Most people don't know if they can get pregnant until they actually try. I learned that the hard way.
When my husband and I started to think about having a baby, we never imagined how difficult it could actually be. More than a year went by with no luck, and then, in December of 2012, tragedy hit our family.
My dad was in a motorcycle accident and ended up in a coma for four weeks before passing away. To say that I was in shock both physically and emotionally is an understatement. Understandably, it was months before we had the strength to try and have a baby again. Before we knew it, March rolled around, and we finally decided to have our fertility evaluated.
The results came back a few weeks later, and the doctors informed me that my anti-Müllerian hormone level was super low, a common side-effect of taking Accutane, which I had taken as a teenager. Severely low levels of this crucial reproductive hormone also meant that I didn't have enough eggs in my ovaries, making it nearly impossible for me to conceive naturally. After taking some time to get over that heartbreak, we made the decision to adopt.
After several months and tons of paperwork and interviews, we finally found a couple that was interested in us as adoptive parents. Shortly after we met with them, they told my husband and me that we would become parents to a little girl in just a few months. The joy, excitement, and flood of other emotions we felt in those moments were surreal.
Just a week after our 30-week checkup appointment with the birth mom, she went into preterm labor. When I got the text saying my daughter had been born, I felt like I was already failing as a mom because I missed it.
We rushed to the hospital and it was hours before we actually got to see her. There was so much paperwork, "red tape," and a roller coaster of emotions, that by the time I actually walked into the room, I realized that never got the chance to actually think about her premature birth. But the second I laid my eyes on her, all I wanted to do was cuddle her and tell her that I was going to do everything in my power to make sure she had the best life possible.
The responsibility of keeping to that promise became more clear when just two days after her birth we were greeted by a team of neurologists saying that they found a small malformation in her brain during a routine ultrasound. Her doctors weren't sure if it would turn into something to worry about, but they were going to monitor it every few hours just to make sure. That's when her prematurity really began to hit us. But despite all our family planning setbacks and hardships in the hospital, I never once thought, "Oh. Maybe we shouldn't do this." It was then and there that we decided to name her Finley, which means "fair warrior."

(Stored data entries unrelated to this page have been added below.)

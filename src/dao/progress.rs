use rusqlite::{params, Connection, OptionalExtension, Row};

use crate::codec::{decode_video_info, encode_video_info};
use crate::error::Result;
use crate::events::{ChangeKind, ChangeNotifier, Table};
use crate::models::{DownloadState, ProgressInfo};

use super::decode_or_default;

const COLUMNS: &str = "id, downloadId, videoInfo, bytesDownloaded, bytesTotal, \
    progressDownloaded, progressTotal, downloadStatus, isLive, isM3u8, \
    fragmentsDownloaded, fragmentsTotal, infoLine";

/// Access to per-download progress rows.
pub struct ProgressDao<'a> {
    conn: &'a Connection,
    notifier: &'a ChangeNotifier,
}

impl<'a> ProgressDao<'a> {
    pub(crate) fn new(conn: &'a Connection, notifier: &'a ChangeNotifier) -> Self {
        Self { conn, notifier }
    }

    /// Insert a progress row, replacing any row with the same id.
    pub fn insert(&self, progress: &ProgressInfo) -> Result<()> {
        let video_info = encode_video_info(&progress.video_info)?;

        self.conn.execute(
            r#"
            INSERT OR REPLACE INTO ProgressInfo (
              id, downloadId, videoInfo, bytesDownloaded, bytesTotal,
              progressDownloaded, progressTotal, downloadStatus, isLive, isM3u8,
              fragmentsDownloaded, fragmentsTotal, infoLine
            ) VALUES (?1, ?2, ?3, ?4, ?5, ?6, ?7, ?8, ?9, ?10, ?11, ?12, ?13)
            "#,
            params![
                progress.id,
                progress.download_id,
                video_info,
                progress.bytes_downloaded,
                progress.bytes_total,
                progress.progress_downloaded,
                progress.progress_total,
                progress.download_status.code(),
                progress.is_live,
                progress.is_m3u8,
                progress.fragments_downloaded,
                progress.fragments_total,
                progress.info_line
            ],
        )?;

        self.notifier
            .notify(Table::ProgressInfo, ChangeKind::Inserted, 1);
        Ok(())
    }

    /// Update the row with the same id. Returns `false` if there is none.
    pub fn update(&self, progress: &ProgressInfo) -> Result<bool> {
        let video_info = encode_video_info(&progress.video_info)?;

        let changed = self.conn.execute(
            r#"
            UPDATE ProgressInfo
            SET downloadId = ?2, videoInfo = ?3, bytesDownloaded = ?4, bytesTotal = ?5,
                progressDownloaded = ?6, progressTotal = ?7, downloadStatus = ?8,
                isLive = ?9, isM3u8 = ?10, fragmentsDownloaded = ?11,
                fragmentsTotal = ?12, infoLine = ?13
            WHERE id = ?1
            "#,
            params![
                progress.id,
                progress.download_id,
                video_info,
                progress.bytes_downloaded,
                progress.bytes_total,
                progress.progress_downloaded,
                progress.progress_total,
                progress.download_status.code(),
                progress.is_live,
                progress.is_m3u8,
                progress.fragments_downloaded,
                progress.fragments_total,
                progress.info_line
            ],
        )?;

        self.notifier
            .notify(Table::ProgressInfo, ChangeKind::Updated, changed);
        Ok(changed > 0)
    }

    /// Write only the counters and state of a running download.
    pub fn set_progress(
        &self,
        id: &str,
        downloaded: i64,
        total: i64,
        status: DownloadState,
    ) -> Result<bool> {
        let changed = self.conn.execute(
            r#"
            UPDATE ProgressInfo
            SET progressDownloaded = ?2, progressTotal = ?3, downloadStatus = ?4
            WHERE id = ?1
            "#,
            params![id, downloaded, total, status.code()],
        )?;

        self.notifier
            .notify(Table::ProgressInfo, ChangeKind::Updated, changed);
        Ok(changed > 0)
    }

    pub fn delete(&self, progress: &ProgressInfo) -> Result<usize> {
        self.delete_by_id(&progress.id)
    }

    pub fn delete_by_id(&self, id: &str) -> Result<usize> {
        let removed = self
            .conn
            .execute("DELETE FROM ProgressInfo WHERE id = ?1", params![id])?;
        self.notifier
            .notify(Table::ProgressInfo, ChangeKind::Deleted, removed);
        Ok(removed)
    }

    /// Remove rows of downloads that completed successfully.
    pub fn delete_finished(&self) -> Result<usize> {
        let removed = self.conn.execute(
            "DELETE FROM ProgressInfo WHERE downloadStatus = ?1",
            params![DownloadState::Success.code()],
        )?;
        self.notifier
            .notify(Table::ProgressInfo, ChangeKind::Deleted, removed);
        Ok(removed)
    }

    pub fn clear(&self) -> Result<usize> {
        let removed = self.conn.execute("DELETE FROM ProgressInfo", [])?;
        self.notifier
            .notify(Table::ProgressInfo, ChangeKind::Cleared, removed);
        Ok(removed)
    }

    pub fn get(&self, id: &str) -> Result<Option<ProgressInfo>> {
        let row = self
            .conn
            .query_row(
                &format!("SELECT {COLUMNS} FROM ProgressInfo WHERE id = ?1"),
                params![id],
                row_to_progress,
            )
            .optional()?;
        Ok(row)
    }

    /// All rows in the order downloads were queued.
    pub fn all(&self) -> Result<Vec<ProgressInfo>> {
        let mut stmt = self
            .conn
            .prepare(&format!("SELECT {COLUMNS} FROM ProgressInfo ORDER BY rowid ASC"))?;

        let rows = stmt.query_map([], row_to_progress)?;
        let mut result = Vec::new();
        for row in rows {
            result.push(row?);
        }
        Ok(result)
    }
}

fn row_to_progress(row: &Row) -> rusqlite::Result<ProgressInfo> {
    let id: String = row.get(0)?;
    let video_info: String = row.get(2)?;
    let status: i32 = row.get(7)?;

    let video_info = decode_or_default(decode_video_info(&video_info), Table::ProgressInfo, &id);

    Ok(ProgressInfo {
        id,
        download_id: row.get(1)?,
        video_info,
        bytes_downloaded: row.get(3)?,
        bytes_total: row.get(4)?,
        progress_downloaded: row.get(5)?,
        progress_total: row.get(6)?,
        download_status: DownloadState::from_code(status),
        is_live: row.get(8)?,
        is_m3u8: row.get(9)?,
        fragments_downloaded: row.get(10)?,
        fragments_total: row.get(11)?,
        info_line: row.get(12)?,
    })
}
//! Local persistence store of the video browser.
//!
//! Bookmarked pages, supported-site rules, detected videos, download
//! progress, browsing history and the ad host block list live in one SQLite
//! file. Open it with [`Db::open_default`] (or [`Db::open_in_memory`] in
//! tests); the schema is migrated to [`SCHEMA_VERSION`] on open.
//!
//! Writes go through the per-table access objects ([`Db::videos`],
//! [`Db::history`], ...). Every committed change is published to
//! [`Subscription`]s, and [`LiveQuery`] keeps a result set current.

pub mod adblock;
pub mod codec;
pub mod config;
pub mod dao;
pub mod db;
pub mod error;
pub mod events;
pub mod live;
mod migrations;
pub mod models;
pub mod settings;
pub mod url_utils;

pub use adblock::{parse_ads_line, AdBlocker};
pub use config::StoreConfig;
pub use db::{Db, SharedDb};
pub use error::{CodecError, Result, StoreError};
pub use events::{ChangeKind, ChangeNotifier, StoreEvent, Subscription, Table};
pub use live::{LiveQuery, LiveResult};
pub use migrations::SCHEMA_VERSION;
pub use models::{
    AdHost, DownloadRequest, DownloadState, FormatList, HistoryItem, PageInfo, ProgressInfo,
    SupportedPage, VideoFormat, VideoInfo,
};
pub use settings::SettingsManager;
use serde::Serialize;
use tokio::sync::broadcast;
use tokio::sync::broadcast::error::{RecvError, TryRecvError};

/// Tables owned by the store. Change events are keyed by table.
#[derive(Debug, Clone, Copy, PartialEq, Eq, Hash, Serialize)]
pub enum Table {
    PageInfo,
    SupportedPage,
    VideoInfo,
    ProgressInfo,
    HistoryItem,
    AdHost,
}

impl Table {
    pub const ALL: [Table; 6] = [
        Table::PageInfo,
        Table::SupportedPage,
        Table::VideoInfo,
        Table::ProgressInfo,
        Table::HistoryItem,
        Table::AdHost,
    ];

    pub fn as_str(self) -> &'static str {
        match self {
            Table::PageInfo => "PageInfo",
            Table::SupportedPage => "SupportedPage",
            Table::VideoInfo => "VideoInfo",
            Table::ProgressInfo => "ProgressInfo",
            Table::HistoryItem => "HistoryItem",
            Table::AdHost => "AdHost",
        }
    }
}

#[derive(Debug, Clone, Copy, PartialEq, Eq, Serialize)]
#[serde(rename_all = "snake_case")]
pub enum ChangeKind {
    Inserted,
    Updated,
    Deleted,
    /// Every row of the table was removed.
    Cleared,
}

/// Emitted after a write to `table` has been committed.
#[derive(Debug, Clone, PartialEq, Eq, Serialize)]
pub struct StoreEvent {
    pub table: Table,
    pub change: ChangeKind,
    pub rows: usize,
}

/// Fan-out of committed changes to any number of subscribers.
#[derive(Debug, Clone)]
pub struct ChangeNotifier {
    tx: broadcast::Sender<StoreEvent>,
}

impl ChangeNotifier {
    pub fn new(capacity: usize) -> Self {
        let (tx, _) = broadcast::channel(capacity.max(1));
        Self { tx }
    }

    /// Publishes a change. Writes that touched no rows are not announced.
    pub fn notify(&self, table: Table, change: ChangeKind, rows: usize) {
        if rows == 0 && change != ChangeKind::Cleared {
            return;
        }
        let event = StoreEvent { table, change, rows };
        log::debug!("store change: {:?}", event);
        // No subscribers is fine.
        let _ = self.tx.send(event);
    }

    /// Subscribes to changes of the given tables; an empty slice means all tables.
    pub fn subscribe(&self, tables: &[Table]) -> Subscription {
        Subscription {
            tables: tables.to_vec(),
            rx: self.tx.subscribe(),
        }
    }

    pub fn subscriber_count(&self) -> usize {
        self.tx.receiver_count()
    }
}

/// Receives change events for a set of tables. Dropping it unsubscribes.
#[derive(Debug)]
pub struct Subscription {
    tables: Vec<Table>,
    rx: broadcast::Receiver<StoreEvent>,
}

impl Subscription {
    fn wants(&self, table: Table) -> bool {
        self.tables.is_empty() || self.tables.contains(&table)
    }

    /// Waits for the next matching event.
    ///
    /// `RecvError::Lagged` means events were dropped; callers should treat it as
    /// "something changed" and re-read.
    pub async fn recv(&mut self) -> Result<StoreEvent, RecvError> {
        loop {
            let event = self.rx.recv().await?;
            if self.wants(event.table) {
                return Ok(event);
            }
        }
    }

    /// Returns the next matching event if one is already queued.
    pub fn try_recv(&mut self) -> Result<Option<StoreEvent>, RecvError> {
        loop {
            match self.rx.try_recv() {
                Ok(event) if self.wants(event.table) => return Ok(Some(event)),
                Ok(_) => continue,
                Err(TryRecvError::Empty) => return Ok(None),
                Err(TryRecvError::Lagged(n)) => return Err(RecvError::Lagged(n)),
                Err(TryRecvError::Closed) => return Err(RecvError::Closed),
            }
        }
    }
}
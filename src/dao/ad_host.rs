use rusqlite::{params, Connection, OptionalExtension};

use crate::error::Result;
use crate::events::{ChangeKind, ChangeNotifier, Table};
use crate::models::AdHost;

/// Access to the persisted ad host block list.
pub struct AdHostDao<'a> {
    conn: &'a Connection,
    notifier: &'a ChangeNotifier,
}

impl<'a> AdHostDao<'a> {
    pub(crate) fn new(conn: &'a Connection, notifier: &'a ChangeNotifier) -> Self {
        Self { conn, notifier }
    }

    /// Insert one host. Fails with a constraint error if it is already present.
    pub fn insert(&self, host: &AdHost) -> Result<()> {
        self.conn.execute(
            "INSERT INTO AdHost (host) VALUES (?1)",
            params![host.host],
        )?;
        self.notifier.notify(Table::AdHost, ChangeKind::Inserted, 1);
        Ok(())
    }

    /// Bulk insert in one transaction; hosts already present are kept.
    ///
    /// Returns the number of hosts written.
    pub fn insert_all(&self, hosts: &[AdHost]) -> Result<usize> {
        let tx = self.conn.unchecked_transaction()?;
        {
            let mut stmt = tx.prepare_cached("INSERT OR REPLACE INTO AdHost (host) VALUES (?1)")?;
            for host in hosts {
                stmt.execute(params![host.host])?;
            }
        }
        tx.commit()?;

        self.notifier
            .notify(Table::AdHost, ChangeKind::Inserted, hosts.len());
        Ok(hosts.len())
    }

    pub fn delete(&self, host: &AdHost) -> Result<usize> {
        let removed = self
            .conn
            .execute("DELETE FROM AdHost WHERE host = ?1", params![host.host])?;
        self.notifier.notify(Table::AdHost, ChangeKind::Deleted, removed);
        Ok(removed)
    }

    pub fn delete_hosts(&self, hosts: &[AdHost]) -> Result<usize> {
        let tx = self.conn.unchecked_transaction()?;
        let mut removed = 0;
        {
            let mut stmt = tx.prepare_cached("DELETE FROM AdHost WHERE host = ?1")?;
            for host in hosts {
                removed += stmt.execute(params![host.host])?;
            }
        }
        tx.commit()?;

        self.notifier.notify(Table::AdHost, ChangeKind::Deleted, removed);
        Ok(removed)
    }

    pub fn delete_all(&self) -> Result<usize> {
        let removed = self.conn.execute("DELETE FROM AdHost", [])?;
        self.notifier.notify(Table::AdHost, ChangeKind::Cleared, removed);
        Ok(removed)
    }

    pub fn contains(&self, host: &str) -> Result<bool> {
        let found = self
            .conn
            .query_row(
                "SELECT 1 FROM AdHost WHERE host = ?1",
                params![host],
                |_| Ok(()),
            )
            .optional()?;
        Ok(found.is_some())
    }

    pub fn count(&self) -> Result<usize> {
        let count: i64 = self
            .conn
            .query_row("SELECT COUNT(*) FROM AdHost", [], |row| row.get(0))?;
        Ok(count.max(0) as usize)
    }

    pub fn all(&self) -> Result<Vec<AdHost>> {
        let mut stmt = self.conn.prepare("SELECT host FROM AdHost ORDER BY host ASC")?;

        let rows = stmt.query_map([], |row| Ok(AdHost { host: row.get(0)? }))?;
        let mut result = Vec::new();
        for row in rows {
            result.push(row?);
        }
        Ok(result)
    }
}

Eventually, we were able to bring Finley home, not really knowing what her brain injury meant for her health and her future. It wasn't until her 15-month appointment in 2014 that she was ultimately diagnosed with spastic diplegia cerebral palsy. The condition primarily affects the lower body, and doctors indicated that Finley would never be able to walk on her own.
As a mom, I'd always imagined chasing my kid around the house someday, and it was painful to think that wasn't going to be a reality. But my husband and I always had hope that our daughter would live a full life, so we were going to follow her lead and be strong for her.
But just as we were coming to understand what it meant to have a child with "special needs" and work through the changes we'd need to make in our lives, my husband's mother was diagnosed with brain cancer and ultimately passed away.
There we were all over again—spending most of our days in waiting rooms. Between my dad, Finley, and then my mother-in-law, I felt like I lived at that hospital and couldn't catch a break. It was while I was in that dark place that I decided to start blogging about my experience through Fifi+Mo, to have an outlet and release for all the pain and frustration I was feeling. I hoped that maybe, just maybe, one other person would read my story and find strength and comfort in knowing they weren't alone. And in return, maybe I would too.
About a year ago, we heard some great news for the first time in a long time when doctors told us that Finley would make an excellent candidate for selective dorsal rhizotomy (SDR) surgery, a procedure that is supposed to be life changing for kids with spastic CP. Except, of course, there was a catch. The surgery cost $50,000, and insurance doesn't typically cover it.
With my blog gaining momentum, we decided to create the #daretodancechallenge on social media to see if it might encourage people to donate the money we desperately needed. Initially, I thought that even if I could get family members and friends to participate, that would be wonderful. But I had no idea the momentum it would gain over the next few weeks. In the end, we raised roughly $60,000 in two months, which was enough to pay for Finley's surgery and take care of necessary travel and extra expenses.
Since then, she's also undergone FDA-approved stem cell therapy that has allowed her to wiggle her toes—before the surgery and this treatment, she couldn't move them at all. She's also expanded her vocabulary, scratching parts of her body she never did before, differentiating between something "hurting" and "itching." And most importantly, she's running barefoot in her walker. It's all pretty incredible and even more inspiring to see her smile and laugh through what might be the most difficult and challenging moments of her life.
As much as we've been focusing on creating a good life for Finley, she's done the same for us. I'm so grateful to be her mom, and watching my child with special needs prosper shows me what it really means to be strong.